Sunday, April 17, 2005

Innovating at the median

People who experiment with technology for teaching want to show off something that is "cool." In part, I think that's because others really can't appreciate the innovation and so if it looks cool that is a way of getting credit for work done. But the other part is that this type of work is what engages the inventor. Why work on something boring when there is something exciting to work on instead?

I think you can see this effect in bio-medical research. Why is it that there isn't inventive activity in cost reduction and only invention in new drugs, new therapies, and new apparatus? It seems obvious that the social benefit of cost reduction is likely greater than the social benefit from new treatment (of course this depends on magnitudes, but bear with me here) because of the inequity with which health insurance is provided. Certainly the poor benefit more for access to health care than they do from improvements that they can't get.

There is something similar going on afoot with educational technologies.
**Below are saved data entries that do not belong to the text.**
//! 打开文件存储模块。
//!
//! 把单个文件载入为 "行号 -> 行文本" 的有序表，支持按行读写与保存。

use std::cmp::Ordering;
use std::collections::BTreeMap;
use std::fmt::{Display, Formatter};
use std::fs::{self, File};
use std::io::{BufWriter, Write};
use std::path::{Path, PathBuf};
use std::sync::{Mutex, MutexGuard, PoisonError};

use tracing::{debug, info};

use crate::error::{FileSystemError, Result};

#[cfg(windows)]
const LINE_ENDING: &str = "\r\n";
#[cfg(not(windows))]
const LINE_ENDING: &str = "\n";

/// 对外返回的行表：行号字符串 -> 行文本。
pub type LineMap = BTreeMap<String, String>;

/// 行号键。
///
/// 可解析为数字的键按数值排序（数值相同再按字面），其余键排在之后并按字面排序。
#[derive(Debug, Clone, PartialEq, Eq, Hash)]
pub struct LineKey(String);

impl LineKey {
    pub fn as_str(&self) -> &str {
        &self.0
    }

    fn number(&self) -> Option<u64> {
        self.0.parse().ok()
    }
}

impl From<usize> for LineKey {
    fn from(number: usize) -> Self {
        Self(number.to_string())
    }
}

impl From<&str> for LineKey {
    fn from(key: &str) -> Self {
        Self(key.to_string())
    }
}

impl Display for LineKey {
    fn fmt(&self, f: &mut Formatter<'_>) -> std::fmt::Result {
        f.write_str(&self.0)
    }
}

impl Ord for LineKey {
    fn cmp(&self, other: &Self) -> Ordering {
        match (self.number(), other.number()) {
            (Some(a), Some(b)) => a.cmp(&b).then_with(|| self.0.cmp(&other.0)),
            (Some(_), None) => Ordering::Less,
            (None, Some(_)) => Ordering::Greater,
            (None, None) => self.0.cmp(&other.0),
        }
    }
}

impl PartialOrd for LineKey {
    fn partial_cmp(&self, other: &Self) -> Option<Ordering> {
        Some(self.cmp(other))
    }
}

#[derive(Debug, Default)]
struct OpenFile {
    path: Option<PathBuf>,
    lines: BTreeMap<LineKey, String>,
}

impl OpenFile {
    fn clear(&mut self) {
        self.path = None;
        self.lines.clear();
    }

    fn snapshot(&self) -> LineMap {
        self.lines
            .iter()
            .map(|(key, text)| (key.to_string(), text.clone()))
            .collect()
    }
}

/// 单个会话的打开文件存储。
///
/// 同一时刻最多打开一个文件；未打开文件时行表为空。
#[derive(Debug)]
pub struct OpenFileStore {
    root: PathBuf,
    state: Mutex<OpenFile>,
}

impl OpenFileStore {
    /// 创建存储，相对路径基于 `root` 解析。
    pub fn new(root: impl Into<PathBuf>) -> Self {
        Self {
            root: root.into(),
            state: Mutex::new(OpenFile::default()),
        }
    }

    /// 打开文件并载入全部行。
    ///
    /// 之前打开的文件直接丢弃，不会隐式保存。读取失败时存储回到未打开状态。
    pub fn open(&self, path: &str) -> Result<LineMap> {
        if path.is_empty() {
            return Err(FileSystemError::InvalidPath);
        }

        let mut state = self.lock()?;
        state.clear();

        let target = self.root.join(path);
        info!(path = %target.display(), "Opening file");

        let bytes = fs::read(&target).map_err(FileSystemError::io("read", &target))?;
        state.lines = String::from_utf8_lossy(&bytes)
            .lines()
            .enumerate()
            .map(|(index, line)| (LineKey::from(index + 1), line.to_string()))
            .collect();
        state.path = Some(target);

        debug!(lines = state.lines.len(), "File loaded");
        Ok(state.snapshot())
    }

    /// 按行号顺序把全部行写回文件，每行以平台换行符结尾。
    pub fn save(&self) -> Result<()> {
        let state = self.lock()?;
        let path = state.path.as_deref().ok_or(FileSystemError::NoFileOpen)?;
        info!(path = %path.display(), lines = state.lines.len(), "Saving file");

        write_lines(path, state.lines.values()).map_err(FileSystemError::io("write", path))
    }

    /// 读取一行。
    pub fn read_line(&self, key: &str) -> Result<LineMap> {
        let state = self.lock()?;
        debug!(line = %key, "Reading line");

        state
            .lines
            .get(&LineKey::from(key))
            .map(|text| LineMap::from([(key.to_string(), text.clone())]))
            .ok_or_else(|| FileSystemError::LineNotFound(key.to_string()))
    }

    /// 写入一行，键不存在时新增，不做连续性检查。
    ///
    /// 未打开文件时同样写入行表，下一次打开或关闭时丢弃。
    pub fn write_line(&self, key: &str, text: &str) -> Result<()> {
        let mut state = self.lock()?;
        debug!(line = %key, "Writing line");

        state.lines.insert(LineKey::from(key), text.to_string());
        Ok(())
    }

    /// 关闭当前文件并清空行表。
    pub fn close(&self) {
        let mut state = self.state.lock().unwrap_or_else(PoisonError::into_inner);
        if let Some(path) = state.path.as_deref() {
            info!(path = %path.display(), "Closing file");
        }
        state.clear();
    }

    /// 当前打开的文件路径。
    pub fn current_path(&self) -> Option<PathBuf> {
        self.lock().ok().and_then(|state| state.path.clone())
    }

    pub fn line_count(&self) -> usize {
        self.lock().map(|state| state.lines.len()).unwrap_or_default()
    }

    /// 当前行表快照。
    pub fn lines(&self) -> Result<LineMap> {
        Ok(self.lock()?.snapshot())
    }

    fn lock(&self) -> Result<MutexGuard<'_, OpenFile>> {
        self.state.lock().map_err(|_| FileSystemError::LockPoisoned)
    }
}

fn write_lines<'a>(path: &Path, lines: impl Iterator<Item = &'a String>) -> std::io::Result<()> {
    let mut writer = BufWriter::new(File::create(path)?);
    for line in lines {
        writer.write_all(line.as_bytes())?;
        writer.write_all(LINE_ENDING.as_bytes())?;
    }
    writer.flush()
}
//! Represents a typed database column.
//!
//! `Col<T>` ties a qualified column reference to a Rust type `T`. It
//! implements [`Expression`], so it can be used directly in filters.

use std::marker::PhantomData;

use crate::{expr::params::Params, traits::Expression};

/// A typed reference to a database column.
///
/// The type parameter `T` indicates the expected Rust type when reading this
/// column, though it is not enforced at runtime.
///
/// # Example
///
/// ```rust
/// use rpmlens_db::expr::Col;
/// const NAME: Col<String> = Col::new("rp.name", "name");
/// ```
pub struct Col<T> {
    /// Reference used in expressions, usually `alias.column`.
    pub name: &'static str,
    /// Bare column name, used as the result alias.
    pub column: &'static str,
    pub is_json: bool,
    _type: PhantomData<T>,
}

// Derived impls would demand `T: Copy`.
impl<T> Clone for Col<T> {
    fn clone(&self) -> Self {
        *self
    }
}

impl<T> Copy for Col<T> {}

impl<T> Col<T> {
    /// Creates a new column reference.
    pub const fn new(name: &'static str, column: &'static str) -> Self {
        Self {
            name,
            column,
            is_json: false,
            _type: PhantomData,
        }
    }

    /// Mark this column as JSON for proper SELECT handling
    pub const fn json(name: &'static str, column: &'static str) -> Self {
        Self {
            name,
            column,
            is_json: true,
            _type: PhantomData,
        }
    }

    /// Get the select expression for this column
    pub fn select_expr(&self) -> String {
        if self.is_json {
            format!("json({}) AS {}", self.name, self.column)
        } else if self.name == self.column {
            self.name.to_string()
        } else {
            format!("{} AS {}", self.name, self.column)
        }
    }
}

impl<T> Expression for Col<T> {
    fn to_sql(&self, _params: &mut Params) -> String {
        self.name.to_string()
    }
}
There are many cool things that people do. But very simple innovation is often ignored. Right now we need a full examination of how to do assignments online: from creation by the student, to online submission, to evaluation by the instructor including whatever record keeping the instructor does away from the assignment, to return to the students. What is the best way to do assignments online? Can it be done so it is easier than paper based assignments?

Who works on issues of this sort? Do instructional designers do it? I think there isn't enough of this sort of innovation and yet it is incredibly important.